4.3. Limited Congestion Window

Both live and on-demand scenarios display similar on/off patterns, and, in this case, a fast download of a segment prolongs the wait period. Hence, there is no need for the client to download a segment as quickly as possible, as long as it is downloaded in time for playout. Furthermore, TCP’s bandwidth sharing is fair for long running data transfers. However, for short transfers, the sharing can become unfair. To reduce this unfairness, we have explored the effects of limiting the server-side TCP congestion window. The limited congestion window can lead to longer download times, thereby reducing off-periods and resulting in a behavior similar to TCP pacing [36] or server-based traffic shaping [19]. To avoid playout stalls due to congestion window limitation, we chose a congestion window that would allow for a segment to be easily downloaded in one segment duration [32]. The congestion window limit was set to 20 TCP segments, which equals a bandwidth 3 times larger than the average bitrate of the stream (to account for bitrate variance). Figure 8(a) shows that this approach improves the average liveness. Furthermore, from Figure 8(b), we observe a significant reduction in the number of dropped packets. This reduction also indicates a lighter load on the bottleneck router, resulting in a more efficient resource utilization.

In summary, simple changes to server parameters like TCP congestion control and the client-side request strategy can lead to increased performance in terms of both better liveness and video quality (see [32] for more details).
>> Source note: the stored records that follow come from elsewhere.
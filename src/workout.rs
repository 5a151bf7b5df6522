//! Workout records and their derived metrics.

use chrono::{Datelike, NaiveDate};
use serde::{Deserialize, Serialize};

/// Identifier derived from the creation timestamp in milliseconds.
pub type WorkoutId = i64;

#[derive(Debug, Clone, Copy, PartialEq, Serialize, Deserialize)]
pub struct Coords {
    pub lat: f64,
    pub lon: f64,
}

#[derive(Debug, Clone, Copy, PartialEq, Eq, Serialize, Deserialize)]
#[serde(rename_all = "lowercase")]
pub enum WorkoutKind {
    Running,
    Cycling,
}

pub const ALL_KINDS: [WorkoutKind; 2] = [WorkoutKind::Running, WorkoutKind::Cycling];

impl WorkoutKind {
    pub fn label(self) -> &'static str {
        match self {
            WorkoutKind::Running => "Running",
            WorkoutKind::Cycling => "Cycling",
        }
    }

    pub fn emoji(self) -> &'static str {
        match self {
            WorkoutKind::Running => "\u{1F3C3}",
            WorkoutKind::Cycling => "\u{1F6B4}",
        }
    }
}

/// Minutes per kilometre.
pub fn pace(distance: f64, duration: f64) -> f64 {
    duration / distance
}

/// Kilometres per hour.
pub fn speed(distance: f64, duration: f64) -> f64 {
    distance / (duration / 60.0)
}

/// Variant-specific fields plus the metric derived from distance/duration.
///
/// The `type` tag keeps the serialized records flat, so a stored collection
/// is an array of objects each carrying `"type": "running"` or
/// `"type": "cycling"` next to its fields.
#[derive(Debug, Clone, PartialEq, Serialize, Deserialize)]
#[serde(tag = "type", rename_all = "lowercase")]
pub enum WorkoutDetails {
    Running {
        cadence: f64,
        pace: f64,
    },
    Cycling {
        #[serde(rename = "elevationGain")]
        elevation_gain: f64,
        speed: f64,
    },
}

#[derive(Debug, Clone, PartialEq, Serialize, Deserialize)]
pub struct Workout {
    pub id: WorkoutId,
    pub date: NaiveDate,
    pub coords: Coords,
    pub distance: f64,
    pub duration: f64,
    pub description: String,
    #[serde(flatten)]
    pub details: WorkoutDetails,
}

/// Human-readable description, e.g. "Running on April 5".
pub fn describe(kind: WorkoutKind, date: NaiveDate) -> String {
    format!("{} on {} {}", kind.label(), date.format("%B"), date.day())
}

impl Workout {
    pub fn new_running(
        id: WorkoutId,
        date: NaiveDate,
        coords: Coords,
        distance: f64,
        duration: f64,
        cadence: f64,
    ) -> Self {
        Self {
            id,
            date,
            coords,
            distance,
            duration,
            description: describe(WorkoutKind::Running, date),
            details: WorkoutDetails::Running {
                cadence,
                pace: pace(distance, duration),
            },
        }
    }

    pub fn new_cycling(
        id: WorkoutId,
        date: NaiveDate,
        coords: Coords,
        distance: f64,
        duration: f64,
        elevation_gain: f64,
    ) -> Self {
        Self {
            id,
            date,
            coords,
            distance,
            duration,
            description: describe(WorkoutKind::Cycling, date),
            details: WorkoutDetails::Cycling {
                elevation_gain,
                speed: speed(distance, duration),
            },
        }
    }

    pub fn kind(&self) -> WorkoutKind {
        match self.details {
            WorkoutDetails::Running { .. } => WorkoutKind::Running,
            WorkoutDetails::Cycling { .. } => WorkoutKind::Cycling,
        }
    }

    /// Recompute pace/speed after a distance or duration change.
    pub fn recompute_derived(&mut self) {
        match &mut self.details {
            WorkoutDetails::Running { pace: p, .. } => *p = pace(self.distance, self.duration),
            WorkoutDetails::Cycling { speed: s, .. } => *s = speed(self.distance, self.duration),
        }
    }

    /// Popup text for the map marker.
    pub fn popup_label(&self) -> String {
        format!("{} {}", self.kind().emoji(), self.description)
    }
}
5. Video Coding for Mobile Streaming

The choices with respect to video coding strongly influence the quality of the received video. For example, the length of the segments affects the encoding efficiency and the adaptation points, and the parameters used to code video in different qualities often determine the visual quality of the video. Furthermore, as each segment is wrapped with metadata, the size of the container determines the effective payload used for video, that is, again impacting the perceived quality. In this section, we discuss various trade-offs in this context.

5.1. Segment Lengths

Video segment duration influences the performance of media streaming in several ways, from quality adaptation frequency and number of requests and files to handle to coding efficiency and liveness of streams. Different systems use different segment lengths that typically vary from 2 to 10 seconds; for instance, Microsoft uses 2–4 seconds in Smooth Streaming, while Apple recommends segment length of about 10 seconds. The duration of segments has been discussed briefly before [9], but here we give an evaluation of efficiency from the network perspective and the perceived user experience.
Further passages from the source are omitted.